On the docket were bills to extend brownfield tax credits for multiphase buildings projects in Detroit; waive state sales taxes on automotive manufacturers’ rebates; and ban city income tax requirements for nonresidents.

Senate Bill 437, which passed the Senate on Tuesday, is sponsored by Sens. Wayne Schmidt, R-Traverse City, and Marshall Bullock, D-Detroit. Both Bullock and Schmidt testified before the House committee.

Also on hand to testify in favor of the bill was Emery Matthews, founder and managing principal of Real Estate Interests LLC. Matthews’ company has been engaged in a property development in north Detroit, which was approved for tax credits in 2011, but has been delayed in part because of the COVID-19 pandemic as well as state and local restrictions put in place to combat the virus.

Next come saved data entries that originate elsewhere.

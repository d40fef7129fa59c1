//! Error category classification for unified error handling.
//!
//! Categories label errors in logs and pick the hint shown next to them.

use std::fmt;

/// High-level categorization of errors for handling decisions.
#[derive(Debug, Clone, Copy, PartialEq, Eq, Hash)]
pub enum ErrorCategory {
    /// Network-related errors (connection, DNS, timeout).
    /// Generally transient and retryable.
    Network,

    /// Agent service errors (HTTP 5xx, run failures).
    /// Generally transient and retryable after delay.
    Server,

    /// Client-side errors (bad request, undecodable response).
    /// Not retryable.
    Client,

    /// System/OS errors (reading a capture file, stdout closed).
    System,

    /// Configuration errors (bad URL, unparsable number).
    /// Not retryable until configuration is corrected.
    Configuration,
}

impl ErrorCategory {
    /// Returns a short label for the category suitable for logging.
    pub fn as_str(&self) -> &'static str {
        match self {
            ErrorCategory::Network => "network",
            ErrorCategory::Server => "server",
            ErrorCategory::Client => "client",
            ErrorCategory::System => "system",
            ErrorCategory::Configuration => "configuration",
        }
    }

    /// Returns suggested recovery actions for this category.
    pub fn recovery_hint(&self) -> &'static str {
        match self {
            ErrorCategory::Network => "Check that the agent service is reachable and try again",
            ErrorCategory::Server => "The agent service may be experiencing issues. Please try again later",
            ErrorCategory::Client => "This may be a bug. Please report this issue if it persists",
            ErrorCategory::System => "Check file paths and permissions",
            ErrorCategory::Configuration => "Check your CRAFTY_* environment variables",
        }
    }
}

impl fmt::Display for ErrorCategory {
    fn fmt(&self, f: &mut fmt::Formatter<'_>) -> fmt::Result {
        write!(f, "{}", self.as_str())
    }
}
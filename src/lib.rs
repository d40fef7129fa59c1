//! Crafty - incremental parsing of agent-run event streams
//!
//! An agent service answers a run with a chunked body of back-to-back JSON
//! objects. [`stream::StreamEventParser`] turns arbitrary chunks of that body
//! into events, [`run::RunState`] folds events into what a chat view shows,
//! and [`client::AgentRunClient`] drives both over HTTP.

pub mod adapters;
pub mod cache;
pub mod cli;
pub mod client;
pub mod config;
pub mod error;
pub mod run;
pub mod stream;
pub mod traits;

pub use client::{AgentRunClient, RunRequest, RunStreamItem};
pub use config::ClientConfig;
pub use error::{CraftyError, CraftyResult};
pub use run::RunState;
pub use stream::{FinishStatus, ParseError, StreamEvent, StreamEventParser, StreamItem};
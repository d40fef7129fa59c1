//! Mock implementations for testing without a network.

pub mod http;

pub use http::{MockHttpClient, MockResponse, RecordedRequest};
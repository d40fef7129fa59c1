//! Reasoning steps shown in the reasoning panel.

use serde::{Deserialize, Serialize};
use serde_json::Value;

/// One step of the agent's reasoning.
#[derive(Debug, Clone, Default, Serialize, Deserialize, PartialEq)]
pub struct ReasoningStep {
    #[serde(default)]
    pub title: Option<String>,
    #[serde(default)]
    pub action: Option<String>,
    #[serde(default)]
    pub result: Option<String>,
    #[serde(default)]
    pub reasoning: Option<String>,
    #[serde(default)]
    pub next_action: Option<String>,
    #[serde(default)]
    pub confidence: Option<f64>,
}

impl ReasoningStep {
    /// Step carrying only free-form reasoning text.
    pub fn from_text(text: impl Into<String>) -> Self {
        Self {
            reasoning: Some(text.into()),
            ..Self::default()
        }
    }

    /// Read a step object; unknown keys are ignored.
    pub fn from_value(value: &Value) -> Option<Self> {
        match value {
            Value::String(text) => Some(Self::from_text(text.clone())),
            Value::Object(_) => serde_json::from_value(value.clone()).ok(),
            _ => None,
        }
    }

    /// Read an array of steps, skipping entries that do not fit.
    pub fn list_from_value(value: &Value) -> Vec<Self> {
        value
            .as_array()
            .map(|steps| steps.iter().filter_map(Self::from_value).collect())
            .unwrap_or_default()
    }

    /// Whether two steps describe the same thing.
    pub(crate) fn same_step(&self, other: &Self) -> bool {
        match (&self.title, &other.title) {
            (Some(a), Some(b)) => a == b,
            _ => self == other,
        }
    }
}
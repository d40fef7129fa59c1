//! HTTP client trait abstraction.
//!
//! The agent client talks to the service only through [`HttpClient`], so
//! tests can swap in a mock and the binary uses the reqwest adapter.

use async_trait::async_trait;
use bytes::Bytes;
use futures::Stream;
use std::collections::HashMap;
use std::pin::Pin;
use thiserror::Error;

/// HTTP headers represented as a key-value map.
pub type Headers = HashMap<String, String>;

/// Body of a streaming response, chunked as it arrives.
pub type ByteStream = Pin<Box<dyn Stream<Item = Result<Bytes, HttpError>> + Send>>;

/// HTTP response wrapper.
#[derive(Debug, Clone)]
pub struct Response {
    /// HTTP status code
    pub status: u16,
    /// Response headers
    pub headers: Headers,
    /// Response body
    pub body: Bytes,
}

impl Response {
    /// Create a new response.
    pub fn new(status: u16, body: impl Into<Bytes>) -> Self {
        Self {
            status,
            headers: HashMap::new(),
            body: body.into(),
        }
    }

    /// Create a new response with headers.
    pub fn with_headers(status: u16, headers: Headers, body: Bytes) -> Self {
        Self {
            status,
            headers,
            body,
        }
    }

    /// Check if the response indicates success (2xx status).
    pub fn is_success(&self) -> bool {
        (200..300).contains(&self.status)
    }

    /// Get the response body as text, replacing invalid UTF-8.
    pub fn text_lossy(&self) -> String {
        String::from_utf8_lossy(&self.body).into_owned()
    }

    /// Parse the response body as JSON.
    pub fn json<T: serde::de::DeserializeOwned>(&self) -> Result<T, serde_json::Error> {
        serde_json::from_slice(&self.body)
    }
}

/// HTTP client errors.
#[derive(Debug, Clone, Error, PartialEq)]
pub enum HttpError {
    /// Connection failed
    #[error("Connection failed: {0}")]
    ConnectionFailed(String),
    /// Request timeout
    #[error("Request timeout: {0}")]
    Timeout(String),
    /// Server returned an error status
    #[error("Server error ({status}): {message}")]
    ServerError { status: u16, message: String },
    /// Request was cancelled
    #[error("Request cancelled")]
    Cancelled,
    /// IO error while reading a body
    #[error("IO error: {0}")]
    Io(String),
    /// Invalid URL
    #[error("Invalid URL: {0}")]
    InvalidUrl(String),
    /// Other error
    #[error("HTTP error: {0}")]
    Other(String),
}

/// HTTP operations needed by the agent client.
#[async_trait]
pub trait HttpClient: Send + Sync {
    /// Perform a GET request. Non-2xx statuses are returned, not errors.
    async fn get(&self, url: &str, headers: &Headers) -> Result<Response, HttpError>;

    /// Perform a POST request. Non-2xx statuses are returned, not errors.
    async fn post(&self, url: &str, body: &str, headers: &Headers) -> Result<Response, HttpError>;

    /// Perform a POST request and hand back the body as it arrives.
    ///
    /// A non-2xx status is an `HttpError::ServerError` carrying the body text.
    async fn post_stream(
        &self,
        url: &str,
        body: &str,
        headers: &Headers,
    ) -> Result<ByteStream, HttpError>;
}
//! Version command for the crafty CLI.

/// The current version of crafty, read from Cargo.toml at compile time.
pub const VERSION: &str = env!("CARGO_PKG_VERSION");

/// Line printed by `crafty --version`.
pub fn version_line() -> String {
    format!("crafty {}", VERSION)
}
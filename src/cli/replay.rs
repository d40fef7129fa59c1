//! `crafty replay`: parse a captured run body offline.
//!
//! Useful for checking how a recorded stream parses under different chunk
//! boundaries without talking to the service.

use std::io::{Read, Write};
use std::path::Path;

use crate::error::{CraftyResult, ErrorContext, ResultExt};
use crate::run::RunState;
use crate::stream::{FinishStatus, ParseError, StreamEvent, StreamEventParser};

/// What a replay found.
#[derive(Debug, Clone)]
pub struct ReplayReport {
    pub events: Vec<StreamEvent>,
    pub malformed: Vec<ParseError>,
    pub finish: FinishStatus,
    /// The run as a chat view would show it
    pub state: RunState,
    /// Number of feeds the input was split into
    pub chunks: usize,
}

/// Parse `data` fed in `chunk_size`-byte pieces (one piece if `None`).
pub fn replay_bytes(data: &[u8], chunk_size: Option<usize>) -> ReplayReport {
    let mut parser = StreamEventParser::new();
    parser.start();

    let mut state = RunState::new();
    let mut events = Vec::new();
    let mut malformed = Vec::new();

    let size = chunk_size.unwrap_or(data.len()).max(1);
    let mut chunks = 0;
    for chunk in data.chunks(size) {
        chunks += 1;
        for item in parser.feed_bytes(chunk) {
            state.apply_item(&item);
            match item {
                Ok(event) => events.push(event),
                Err(err) => malformed.push(err),
            }
        }
    }

    let finish = parser.finish();
    state.apply_finish(&finish);

    ReplayReport {
        events,
        malformed,
        finish,
        state,
        chunks,
    }
}

/// Replay a file, or stdin when `path` is `-`.
pub fn replay_path(path: &Path, chunk_size: Option<usize>) -> CraftyResult<ReplayReport> {
    let data = if path == Path::new("-") {
        let mut data = Vec::new();
        std::io::stdin()
            .read_to_end(&mut data)
            .with_context(|| ErrorContext::new("read stdin"))?;
        data
    } else {
        std::fs::read(path)
            .with_context(|| ErrorContext::new(format!("read {}", path.display())))?
    };
    Ok(replay_bytes(&data, chunk_size))
}

/// Print one JSON line per event, then a summary.
pub fn write_report<W: Write>(report: &ReplayReport, out: &mut W) -> CraftyResult<()> {
    for event in &report.events {
        serde_json::to_writer(&mut *out, event)?;
        writeln!(out)?;
    }
    for err in &report.malformed {
        writeln!(out, "# {}", err)?;
    }

    let ending = match &report.finish {
        FinishStatus::Clean => "clean".to_string(),
        FinishStatus::Truncated { leftover } => {
            format!("truncated, {} bytes unparsed", leftover.len())
        }
    };
    writeln!(
        out,
        "# {} events, {} malformed, {} chunks, {}",
        report.events.len(),
        report.malformed.len(),
        report.chunks,
        ending
    )?;
    if !report.state.content.is_empty() {
        writeln!(out, "# message: {}", report.state.content)?;
    }
    Ok(())
}

#[cfg(test)]
mod tests {
    use super::*;

    const BODY: &str = concat!(
        r#"{"event":"RunStarted","run_id":"r1"}"#,
        "\n",
        r#"{"event":"RunResponseContent","content":"Hi "}"#,
        r#"{"event":"RunResponseContent","content":"there"}"#,
        "\n",
        r#"{"event":"RunCompleted"}"#,
    );

    #[test]
    fn test_replay_same_result_for_every_chunk_size() {
        let whole = replay_bytes(BODY.as_bytes(), None);
        assert_eq!(whole.chunks, 1);
        assert_eq!(whole.events.len(), 4);
        assert_eq!(whole.state.content, "Hi there");

        for size in [1, 2, 3, 7, 64] {
            let report = replay_bytes(BODY.as_bytes(), Some(size));
            assert_eq!(report.events, whole.events, "chunk size {size}");
            assert!(report.finish.is_clean());
        }
    }

    #[test]
    fn test_replay_empty_input() {
        let report = replay_bytes(b"", Some(4));
        assert!(report.events.is_empty());
        assert_eq!(report.chunks, 0);
        assert_eq!(report.finish, FinishStatus::Clean);
    }

    #[test]
    fn test_write_report_truncated() {
        let report = replay_bytes(br#"{"event":"RunStarted"}{bad}{"event":"Run"#, Some(5));
        let mut out = Vec::new();
        write_report(&report, &mut out).unwrap();
        let text = String::from_utf8(out).unwrap();

        let lines: Vec<&str> = text.lines().collect();
        assert_eq!(lines[0], r#"{"event":"RunStarted"}"#);
        assert!(lines[1].starts_with("# malformed stream span"));
        assert!(lines[2].starts_with("# 1 events, 1 malformed,"));
        assert!(lines[2].ends_with("truncated, 13 bytes unparsed"));
        assert!(report.state.incomplete);
    }
}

SB 437 would extend the time period to complete multiphase projects requiring brownfield remediation in Detroit and preapproved for a tax credit by the Michigan Economic Growth Authority on June 10, 2011. The bill would shift the completion date for projects beyond the current 10 years to September 2023.

The bill was approved by the committee, with Rep. Steve Johnson, R-Wayland, voting against it. Johnson argued the construction delays for the Detroit property were due to repeated changes in the structure and intended use of the development.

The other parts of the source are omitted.